三重県桑名市の長良川河口堰(ぜき)が来年7月で運用開始から30年を迎えるのを前に、東京大学大学院農学生命科学研究科の蔵治光一郎教授(58)が編著を務めた新刊「長良川のアユと河口堰−川と人の関係を結びなおす」が出版された。鵜匠や漁師、研究者ら18人が、それぞれの立場から鮎や長良川と人とのつながりをつづり、人口減社会を踏まえ環境とも調和したこれからの河口堰のあり方を論じている。

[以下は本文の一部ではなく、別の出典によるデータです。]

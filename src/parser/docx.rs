//! Word package parser using zip and quick-xml.

use std::io::{Cursor, Read};
use std::path::Path;

use zip::ZipArchive;

use crate::detect::detect_format_from_bytes;
use crate::error::{Error, Result};
use crate::model::{Document, Metadata, Part, Source, StyleSheet};
use crate::xml::XmlDocument;

use super::options::{ErrorMode, ParseOptions};

const PACKAGE_RELS: &str = "_rels/.rels";
const DEFAULT_MAIN_PART: &str = "word/document.xml";
const DEFAULT_STYLES_PART: &str = "word/styles.xml";
const DEFAULT_CORE_PART: &str = "docProps/core.xml";

const REL_OFFICE_DOCUMENT: &str = "/officeDocument";
const REL_STYLES: &str = "/styles";
const REL_CORE_PROPERTIES: &str = "/core-properties";

/// Word document parser.
pub struct DocxParser {
    parts: Vec<Part>,
    options: ParseOptions,
}

impl DocxParser {
    /// Open a document file.
    pub fn open<P: AsRef<Path>>(path: P) -> Result<Self> {
        Self::open_with_options(path, ParseOptions::default())
    }

    /// Open a document file with custom options.
    pub fn open_with_options<P: AsRef<Path>>(path: P, options: ParseOptions) -> Result<Self> {
        let path = path.as_ref();
        if !path.exists() {
            return Err(Error::InputNotFound(path.to_path_buf()));
        }
        let data = std::fs::read(path)?;
        Self::from_bytes_with_options(&data, options)
    }

    /// Load a document from bytes.
    pub fn from_bytes(data: &[u8]) -> Result<Self> {
        Self::from_bytes_with_options(data, ParseOptions::default())
    }

    /// Load a document from bytes with custom options.
    pub fn from_bytes_with_options(data: &[u8], options: ParseOptions) -> Result<Self> {
        detect_format_from_bytes(data)?;

        let mut archive = ZipArchive::new(Cursor::new(data))?;
        let mut parts = Vec::with_capacity(archive.len());
        for index in 0..archive.len() {
            let mut file = archive.by_index(index)?;
            let mut data = Vec::with_capacity(file.size() as usize);
            file.read_to_end(&mut data)?;
            parts.push(Part {
                name: file.name().to_string(),
                data,
                compression: file.compression(),
            });
        }
        log::debug!("Read {} package parts", parts.len());

        Ok(Self { parts, options })
    }

    /// Load a document from a reader.
    pub fn from_reader<R: Read>(mut reader: R) -> Result<Self> {
        let mut data = Vec::new();
        reader.read_to_end(&mut data)?;
        Self::from_bytes(&data)
    }

    /// Parse the package and return a Document.
    pub fn parse(&self) -> Result<Document> {
        let package_rels = self.part_xml(PACKAGE_RELS).transpose()?;
        let main_part = package_rels
            .as_ref()
            .and_then(|rels| relationship_target(rels, "", REL_OFFICE_DOCUMENT))
            .and_then(|name| self.part_name(&name))
            .unwrap_or_else(|| DEFAULT_MAIN_PART.to_string());

        let mut shell = self
            .part_xml(&main_part)
            .ok_or_else(|| Error::MissingPart(main_part.clone()))??;
        let body = shell
            .root
            .child_mut("w:body")
            .ok_or_else(|| Error::Malformed(format!("{} has no w:body", main_part)))?;
        let body_nodes = std::mem::take(&mut body.children);

        let mut document = Document::new();
        document.body = Document::body_from_nodes(body_nodes);

        let styles_part = self
            .part_xml(&rels_part_for(&main_part))
            .and_then(|rels| rels.ok())
            .and_then(|rels| relationship_target(&rels, parent_dir(&main_part), REL_STYLES))
            .or_else(|| Some(DEFAULT_STYLES_PART.to_string()))
            .and_then(|name| self.part_name(&name));
        document.styles = match styles_part.as_deref() {
            Some(name) => match self.optional_xml(name)? {
                Some(xml) => StyleSheet::from_xml(&xml),
                None => StyleSheet::new(),
            },
            None => StyleSheet::new(),
        };

        let core_part = package_rels
            .as_ref()
            .and_then(|rels| relationship_target(rels, "", REL_CORE_PROPERTIES))
            .or_else(|| Some(DEFAULT_CORE_PART.to_string()))
            .and_then(|name| self.part_name(&name));
        if self.options.read_metadata {
            if let Some(name) = core_part.as_deref() {
                if let Some(xml) = self.optional_xml(name)? {
                    document.metadata = Metadata::from_xml(&xml);
                }
            }
        }

        log::info!(
            "Loaded {} paragraphs, {} runs, {} styles",
            document.paragraph_count(),
            document.run_count(),
            document.styles.len()
        );

        document.source = Some(Source {
            parts: self.parts.clone(),
            main_part,
            shell,
            core_part,
            styles_part,
        });
        Ok(document)
    }

    fn part(&self, name: &str) -> Option<&Part> {
        self.parts.iter().find(|p| p.name.eq_ignore_ascii_case(name))
    }

    /// Actual (archive-cased) name of a part.
    fn part_name(&self, name: &str) -> Option<String> {
        self.part(name).map(|p| p.name.clone())
    }

    fn part_xml(&self, name: &str) -> Option<Result<XmlDocument>> {
        self.part(name).map(|p| XmlDocument::parse(&p.data))
    }

    /// Parse an optional part, honoring the error mode.
    fn optional_xml(&self, name: &str) -> Result<Option<XmlDocument>> {
        match self.part_xml(name) {
            None => Ok(None),
            Some(Ok(xml)) => Ok(Some(xml)),
            Some(Err(e)) => match self.options.error_mode {
                ErrorMode::Strict => Err(e),
                ErrorMode::Lenient => {
                    log::warn!("Skipping unreadable part {}: {}", name, e);
                    Ok(None)
                }
            },
        }
    }
}

/// Relationships part that belongs to `part` (`word/document.xml` -> `word/_rels/document.xml.rels`).
pub(crate) fn rels_part_for(part: &str) -> String {
    match part.rsplit_once('/') {
        Some((dir, file)) => format!("{}/_rels/{}.rels", dir, file),
        None => format!("_rels/{}.rels", part),
    }
}

fn parent_dir(part: &str) -> &str {
    part.rsplit_once('/').map_or("", |(dir, _)| dir)
}

/// Find the target of the first relationship whose type ends with `type_suffix`.
fn relationship_target(rels: &XmlDocument, base_dir: &str, type_suffix: &str) -> Option<String> {
    rels.root
        .elements()
        .filter(|e| e.local_name() == "Relationship")
        .filter(|e| e.attr("TargetMode") != Some("External"))
        .find(|e| e.attr("Type").is_some_and(|t| t.ends_with(type_suffix)))
        .and_then(|e| e.attr("Target"))
        .map(|target| resolve_target(base_dir, target))
}

/// Resolve a relationship target relative to the source part's directory.
fn resolve_target(base_dir: &str, target: &str) -> String {
    if let Some(absolute) = target.strip_prefix('/') {
        return absolute.to_string();
    }
    let mut segments: Vec<&str> = base_dir.split('/').filter(|s| !s.is_empty()).collect();
    for segment in target.split('/') {
        match segment {
            "" | "." => {}
            ".." => {
                segments.pop();
            }
            other => segments.push(other),
        }
    }
    segments.join("/")
}
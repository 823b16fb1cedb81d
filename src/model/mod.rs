//! Document model for word-processing content.
//!
//! Paragraphs and runs are owned values decoded from the package XML.
//! Anything the normalizer does not interpret (tables, hyperlinks,
//! bookmarks, drawings) is carried along verbatim so that saving a
//! document only changes what was normalized.

mod document;
mod paragraph;
mod properties;
mod styles;
mod traits;

pub use document::{BodyContent, Document, Metadata, MetadataField};
pub(crate) use document::{Part, Source};
pub use paragraph::{Alignment, Paragraph, ParagraphContent, ParagraphGeometry, Run};
pub use properties::{LanguageSlot, PropertyBag, PropertyKind};
pub use styles::{ui_name, Style, StyleKind, StyleSheet};
pub use traits::{Trait, TraitSet};
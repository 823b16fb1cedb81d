//! Metadata scrubbing.

use crate::model::{Document, MetadataField};

/// Fields cleared by [`scrub_metadata`].
pub const SCRUBBED_FIELDS: [MetadataField; 5] = [
    MetadataField::Author,
    MetadataField::Comments,
    MetadataField::Keywords,
    MetadataField::LastModifiedBy,
    MetadataField::Title,
];

/// Clear identifying metadata fields to empty. Returns the fields that had a value.
pub fn scrub_metadata(doc: &mut Document) -> Vec<MetadataField> {
    let cleared: Vec<MetadataField> = SCRUBBED_FIELDS
        .into_iter()
        .filter(|f| doc.metadata.get(*f).is_some_and(|v| !v.is_empty()))
        .collect();
    for field in SCRUBBED_FIELDS {
        doc.metadata.clear(field);
    }
    log::info!("Cleared {} metadata fields", cleared.len());
    cleared
}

 「まさか長良川にこんなに長く関わることになるとは」。蔵治さんは、開門調査を公約に掲げて2011年に当選した大村秀章愛知県知事が翌年設けた「長良川河口堰最適運用検討委員会」の設立時からの委員。声がかかったのは、同県瀬戸市の演習林に勤務しながら矢作川流域の住民と一緒に「森の健康診断」に取り組んでいた頃だった。

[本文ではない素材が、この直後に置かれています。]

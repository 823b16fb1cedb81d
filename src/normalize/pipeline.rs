//! The normalization pipeline.

use super::decision::DecisionSource;
use super::language::{tag_document, LanguageCode};
use super::metadata::scrub_metadata;
use super::options::{NormalizeOptions, ScanOptions, StripOptions, StripPreset};
use super::report::NormalizeReport;
use super::scanner::scan_document;
use super::stripper::strip_document;
use super::style_map::build_style_map;
use crate::error::Result;
use crate::model::Document;

/// Runs the normalization stages over a document.
///
/// # Example
/// ```no_run
/// use docnorm::{ConservativeDecisions, Normalizer, StripPreset};
///
/// let mut doc = docnorm::open("draft.docx").unwrap();
/// let report = Normalizer::new()
///     .preset(StripPreset::Aggressive)
///     .run(&mut doc, &mut ConservativeDecisions)
///     .unwrap();
/// println!("{}", report.summary());
/// ```
#[derive(Debug, Clone, Default)]
pub struct Normalizer {
    options: NormalizeOptions,
}

impl Normalizer {
    /// Create a normalizer with default options.
    pub fn new() -> Self {
        Self::default()
    }

    /// Create a normalizer with the given options.
    pub fn with_options(options: NormalizeOptions) -> Self {
        Self { options }
    }

    /// Use a stripping preset.
    pub fn preset(mut self, preset: StripPreset) -> Self {
        self.options.strip = StripOptions::from_preset(preset);
        self
    }

    /// Set stripper options.
    pub fn strip_options(mut self, strip: StripOptions) -> Self {
        self.options.strip = strip;
        self
    }

    /// Set scanner options.
    pub fn scan_options(mut self, scan: ScanOptions) -> Self {
        self.options.scan = scan;
        self
    }

    /// Options in use.
    pub fn options(&self) -> &NormalizeOptions {
        &self.options
    }

    /// Normalize `doc` in place.
    ///
    /// Stages run in order: language choice, style mapping, stripping,
    /// language tagging, anomaly review, metadata scrub. A language code
    /// that is not a language tag is treated as no answer and tagging is
    /// skipped.
    pub fn run<D: DecisionSource + ?Sized>(
        &self,
        doc: &mut Document,
        decisions: &mut D,
    ) -> Result<NormalizeReport> {
        let language = match LanguageCode::parse(&decisions.choose_language_code()) {
            Ok(code) => code,
            Err(e) => {
                log::warn!("{}; skipping language tagging", e);
                None
            }
        };
        let style_map = build_style_map(doc, decisions);

        let mut report = NormalizeReport {
            paragraphs: doc.paragraph_count(),
            runs: doc.run_count(),
            language: language.as_ref().map(|c| c.to_string()),
            ..Default::default()
        };

        report.strip = strip_document(doc, &style_map, &self.options.strip);
        report.style_map = style_map;

        if let Some(ref code) = language {
            report.runs_tagged = tag_document(doc, code);
        }

        if decisions.choose_perform_review() {
            report.review = Some(scan_document(doc, decisions, &self.options.scan));
        }

        if decisions.choose_perform_metadata_scrub() {
            report.metadata_cleared = scrub_metadata(doc);
        }

        log::info!("Normalized: {}", report.summary());
        Ok(report)
    }
}

#[cfg(test)]
mod tests {
    use super::*;
    use crate::model::{LanguageSlot, MetadataField, Paragraph, Run, Style};
    use crate::normalize::decision::{AnomalyAction, ConservativeDecisions, ScriptedDecisions};
    use crate::normalize::style_map::StyleTarget;
    use crate::xml::Element;

    fn sample() -> Document {
        let mut doc = Document::new();
        doc.styles.add(Style::paragraph("BodyText", "Body Text"));
        doc.metadata.author = Some("Jane Roe".to_string());

        let mut first = Paragraph::with_style("BodyText");
        first.add_text("Hello ");
        first.add_run(Run::bold("W"));
        let mut sized = Run::new("orld");
        sized
            .properties_mut()
            .set(Element::new("w:sz").with_attr("w:val", "30"));
        first.add_run(sized);
        doc.add_paragraph(first);
        doc.add_paragraph(Paragraph::with_text("Second"));
        doc
    }

    #[test]
    fn test_full_run() {
        let mut doc = sample();
        let mut decisions = ScriptedDecisions::new()
            .with_language("en-US")
            .with_style("Body Text", StyleTarget::Normal)
            .with_review([AnomalyAction::Revert])
            .with_scrub();

        let report = Normalizer::new().run(&mut doc, &mut decisions).unwrap();

        assert_eq!(report.paragraphs, 2);
        assert_eq!(report.style_map.get("Body Text"), Some(StyleTarget::Normal));
        assert_eq!(report.strip.paragraphs_restyled, 1);
        assert_eq!(report.strip.runs_stripped, 1);
        assert_eq!(report.runs_tagged, 4);
        assert_eq!(report.reverted(), 1);
        assert_eq!(report.metadata_cleared, vec![MetadataField::Author]);

        let first = doc.paragraphs().next().unwrap();
        assert_eq!(doc.style_name(first), "Normal");
        assert!(first.runs().all(|r| !r.traits().any()));
        assert!(first.runs().all(|r| r.language(LanguageSlot::Bidirectional) == Some("en-US")));
    }

    #[test]
    fn test_conservative_run_only_strips() {
        let mut doc = sample();
        let report = Normalizer::new().run(&mut doc, &mut ConservativeDecisions).unwrap();

        assert!(report.style_map.is_empty());
        assert!(report.review.is_none());
        assert!(report.language.is_none());
        assert_eq!(doc.metadata.author.as_deref(), Some("Jane Roe"));
        let bold = doc.paragraphs().next().unwrap().runs().nth(1).unwrap();
        assert!(bold.traits().bold);
    }

    #[test]
    fn test_invalid_language_is_skipped() {
        let mut doc = sample();
        let mut decisions = ScriptedDecisions::new()
            .with_language("english")
            .with_style("Body Text", StyleTarget::Normal);

        let report = Normalizer::new().run(&mut doc, &mut decisions).unwrap();
        assert!(report.language.is_none());
        assert_eq!(report.runs_tagged, 0);
        assert_eq!(decisions.asked_styles().len(), 2);
        assert_eq!(report.strip.paragraphs_restyled, 1);
        assert!(doc
            .paragraphs()
            .flat_map(|p| p.runs())
            .all(|r| r.language(LanguageSlot::Default).is_none()));
    }
}
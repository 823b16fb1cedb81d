//! Paragraph and run types.

use super::properties::{LanguageSlot, PropertyBag, PropertyKind};
use super::traits::TraitSet;
use crate::xml::{Element, Node};
use serde::{Deserialize, Serialize};

/// A body-level paragraph (`w:p`).
#[derive(Debug, Clone, Default, PartialEq)]
pub struct Paragraph {
    /// Attributes of the `w:p` element (revision ids etc.)
    pub attributes: Vec<(String, String)>,

    /// Paragraph properties (`w:pPr`), kept as an element
    properties: Option<Element>,

    /// Runs and everything else found inside the paragraph, in order
    pub content: Vec<ParagraphContent>,
}

/// Inline content of a paragraph.
#[derive(Debug, Clone, PartialEq)]
pub enum ParagraphContent {
    /// A direct child run
    Run(Run),
    /// Anything else (hyperlinks, bookmarks, fields), kept verbatim
    Other(Node),
}

impl Paragraph {
    /// Create a new empty paragraph.
    pub fn new() -> Self {
        Self::default()
    }

    /// Create a paragraph with plain text.
    pub fn with_text(text: impl Into<String>) -> Self {
        let mut p = Self::new();
        p.add_run(Run::new(text));
        p
    }

    /// Create a paragraph with the given style identifier.
    pub fn with_style(style_id: &str) -> Self {
        let mut p = Self::new();
        p.set_style_id(Some(style_id));
        p
    }

    pub(crate) fn from_element(element: Element) -> Self {
        let mut paragraph = Self {
            attributes: element.attributes,
            properties: None,
            content: Vec::new(),
        };
        for node in element.children {
            match node {
                Node::Element(e) if e.name == "w:pPr" && paragraph.properties.is_none() => {
                    paragraph.properties = Some(e);
                }
                Node::Element(e) if e.name == "w:r" => {
                    paragraph.content.push(ParagraphContent::Run(Run::from_element(e)));
                }
                other => paragraph.content.push(ParagraphContent::Other(other)),
            }
        }
        paragraph
    }

    pub(crate) fn to_element(&self) -> Element {
        let mut element = Element::new("w:p");
        element.attributes = self.attributes.clone();
        if let Some(ref ppr) = self.properties {
            if !ppr.children.is_empty() || !ppr.attributes.is_empty() {
                element.children.push(Node::Element(ppr.clone()));
            }
        }
        for item in &self.content {
            match item {
                ParagraphContent::Run(run) => element.children.push(Node::Element(run.to_element())),
                ParagraphContent::Other(node) => element.children.push(node.clone()),
            }
        }
        element
    }

    /// Add a run.
    pub fn add_run(&mut self, run: Run) {
        self.content.push(ParagraphContent::Run(run));
    }

    /// Add plain text as a new run.
    pub fn add_text(&mut self, text: impl Into<String>) {
        self.add_run(Run::new(text));
    }

    /// Iterate over direct runs.
    pub fn runs(&self) -> impl Iterator<Item = &Run> {
        self.content.iter().filter_map(|c| match c {
            ParagraphContent::Run(run) => Some(run),
            ParagraphContent::Other(_) => None,
        })
    }

    /// Iterate mutably over direct runs.
    pub fn runs_mut(&mut self) -> impl Iterator<Item = &mut Run> {
        self.content.iter_mut().filter_map(|c| match c {
            ParagraphContent::Run(run) => Some(run),
            ParagraphContent::Other(_) => None,
        })
    }

    /// Concatenated text of the direct runs.
    pub fn text(&self) -> String {
        self.runs().map(|r| r.text()).collect()
    }

    /// Paragraph style identifier (`w:pStyle`), if set explicitly.
    pub fn style_id(&self) -> Option<&str> {
        self.properties
            .as_ref()
            .and_then(|p| p.child("w:pStyle"))
            .and_then(|s| s.attr("w:val"))
    }

    /// Set or clear the paragraph style identifier.
    pub fn set_style_id(&mut self, style_id: Option<&str>) {
        match style_id {
            Some(id) => {
                let ppr = self.properties_mut();
                match ppr.child_mut("w:pStyle") {
                    Some(style) => style.set_attr("w:val", id),
                    // pStyle is the first child of pPr.
                    None => ppr
                        .children
                        .insert(0, Node::Element(Element::new("w:pStyle").with_attr("w:val", id))),
                }
            }
            None => {
                if let Some(ppr) = self.properties.as_mut() {
                    ppr.remove_children("w:pStyle");
                }
            }
        }
    }

    fn properties_mut(&mut self) -> &mut Element {
        self.properties.get_or_insert_with(|| Element::new("w:pPr"))
    }

    /// Read the geometry overrides set directly on the paragraph.
    pub fn geometry(&self) -> ParagraphGeometry {
        let Some(ppr) = self.properties.as_ref() else {
            return ParagraphGeometry::default();
        };
        let spacing = ppr.child("w:spacing");
        let indent = ppr.child("w:ind");
        let number = |element: Option<&Element>, names: &[&str]| -> Option<i32> {
            let element = element?;
            names
                .iter()
                .find_map(|name| element.attr(name))
                .and_then(|v| v.parse().ok())
        };

        ParagraphGeometry {
            line_spacing: number(spacing, &["w:line"]),
            space_before: number(spacing, &["w:before"]),
            space_after: number(spacing, &["w:after"]),
            alignment: ppr
                .child("w:jc")
                .and_then(|jc| jc.attr("w:val"))
                .and_then(Alignment::from_val),
            indent_left: number(indent, &["w:left", "w:start"]),
            indent_right: number(indent, &["w:right", "w:end"]),
            first_line_indent: number(indent, &["w:firstLine"])
                .or_else(|| number(indent, &["w:hanging"]).map(|h| -h)),
        }
    }

    /// Write geometry overrides. `None` fields are removed so the value
    /// falls back to the paragraph style.
    pub fn set_geometry(&mut self, geometry: &ParagraphGeometry) {
        let ppr = self.properties_mut();

        let spacing = ensure_child(ppr, "w:spacing");
        set_number(spacing, "w:line", geometry.line_spacing);
        if geometry.line_spacing.is_some() {
            spacing.set_attr("w:lineRule", "auto");
        } else {
            spacing.remove_attr("w:lineRule");
        }
        set_number(spacing, "w:before", geometry.space_before);
        set_number(spacing, "w:after", geometry.space_after);
        if geometry.space_before.is_none() {
            spacing.remove_attr("w:beforeAutospacing");
        }
        if geometry.space_after.is_none() {
            spacing.remove_attr("w:afterAutospacing");
        }

        let indent = ensure_child(ppr, "w:ind");
        set_number(indent, "w:left", geometry.indent_left);
        set_number(indent, "w:right", geometry.indent_right);
        indent.remove_attr("w:start");
        indent.remove_attr("w:end");
        indent.remove_attr("w:hanging");
        match geometry.first_line_indent {
            Some(v) if v < 0 => {
                indent.remove_attr("w:firstLine");
                indent.set_attr("w:hanging", (-v).to_string());
            }
            other => set_number(indent, "w:firstLine", other),
        }

        match geometry.alignment {
            Some(alignment) => ensure_child(ppr, "w:jc").set_attr("w:val", alignment.as_val()),
            None => {
                ppr.remove_children("w:jc");
            }
        }

        for name in ["w:spacing", "w:ind"] {
            if ppr.child(name).is_some_and(|e| e.attributes.is_empty()) {
                ppr.remove_children(name);
            }
        }
    }

    /// Remove the direct `w:spacing` and `w:jc` overrides, whatever they hold
    /// (`*Lines` forms, autospacing, fractional or unknown values).
    ///
    /// Returns whether anything was removed.
    pub fn clear_spacing_alignment(&mut self) -> bool {
        self.remove_properties(&["w:spacing", "w:jc"])
    }

    /// Remove the direct `w:ind` override, including its `*Chars` forms.
    pub fn clear_indents(&mut self) -> bool {
        self.remove_properties(&["w:ind"])
    }

    fn remove_properties(&mut self, names: &[&str]) -> bool {
        let Some(ppr) = self.properties.as_mut() else {
            return false;
        };
        names.iter().map(|name| ppr.remove_children(name)).sum::<usize>() > 0
    }
}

 今回の書籍は、国と対話のテーブルに着けないまま議論を重ねた検討委の10年間をまとめた22年の報告書がベースで、検討委員以外にも執筆を依頼して論考の幅を広げている。

 冒頭で「自分たちの川は、自分の手のひらと一緒」(小瀬鵜飼の岩佐昌秋鵜匠)など川をなりわいの場にする人たちの声を紹介し、「ばばちい(汚い)川になってまった」と話す羽島市のサツキマス漁師の故大橋亮一さんの講演録も掲載する。

 次いで、河口堰による鮎の仔魚(しぎょ)の降海への影響、海と川を行き来する鮎以外の「通し回遊魚」の激減、温暖化で1カ月遅くなった鮎の降海などの今の姿を研究者が報告。河口堰の開発水量のうち実際に使っている水が16%にとどまる利水の現状を踏まえ、「過剰な水資源開発、県民の過剰な負担」(小島敏郎元青山学院大教授)とも指摘する。

 その上で、生態系再生や水質改善のため、塩水遡上(そじょう)を考慮しながら開門に取り組むオランダと韓国の河口堰の事例を紹介する。

 流域での一体的な水管理や治水対策を提言する蔵治さんは「対立から対話へ」の移行で、新しい未来図が描かれることに期待する。「人口が減り、生物多様性が失われてきた中で、過剰な利便性、渇水への過剰なリスク対応を求めるのではなく、『足るを知る』ことが必要」

 書籍化を働き掛けた出版社「農文協」(埼玉県戸田市)の編集者、馬場裕一さん(46)=岐阜市出身=は「過去の対立を乗り越えられるような本にしたいと思った。しっかりとした議論の土台になるのではないか」と出版の意義を説いた。

 表紙は岐阜県出身の絵本作家、村上康成さんが描き、帯にはロックバンド「サカナクション」の山口一郎さんと父で木彫家の山口保さんが一文を寄せる。A5変型判、232ページ、2420円。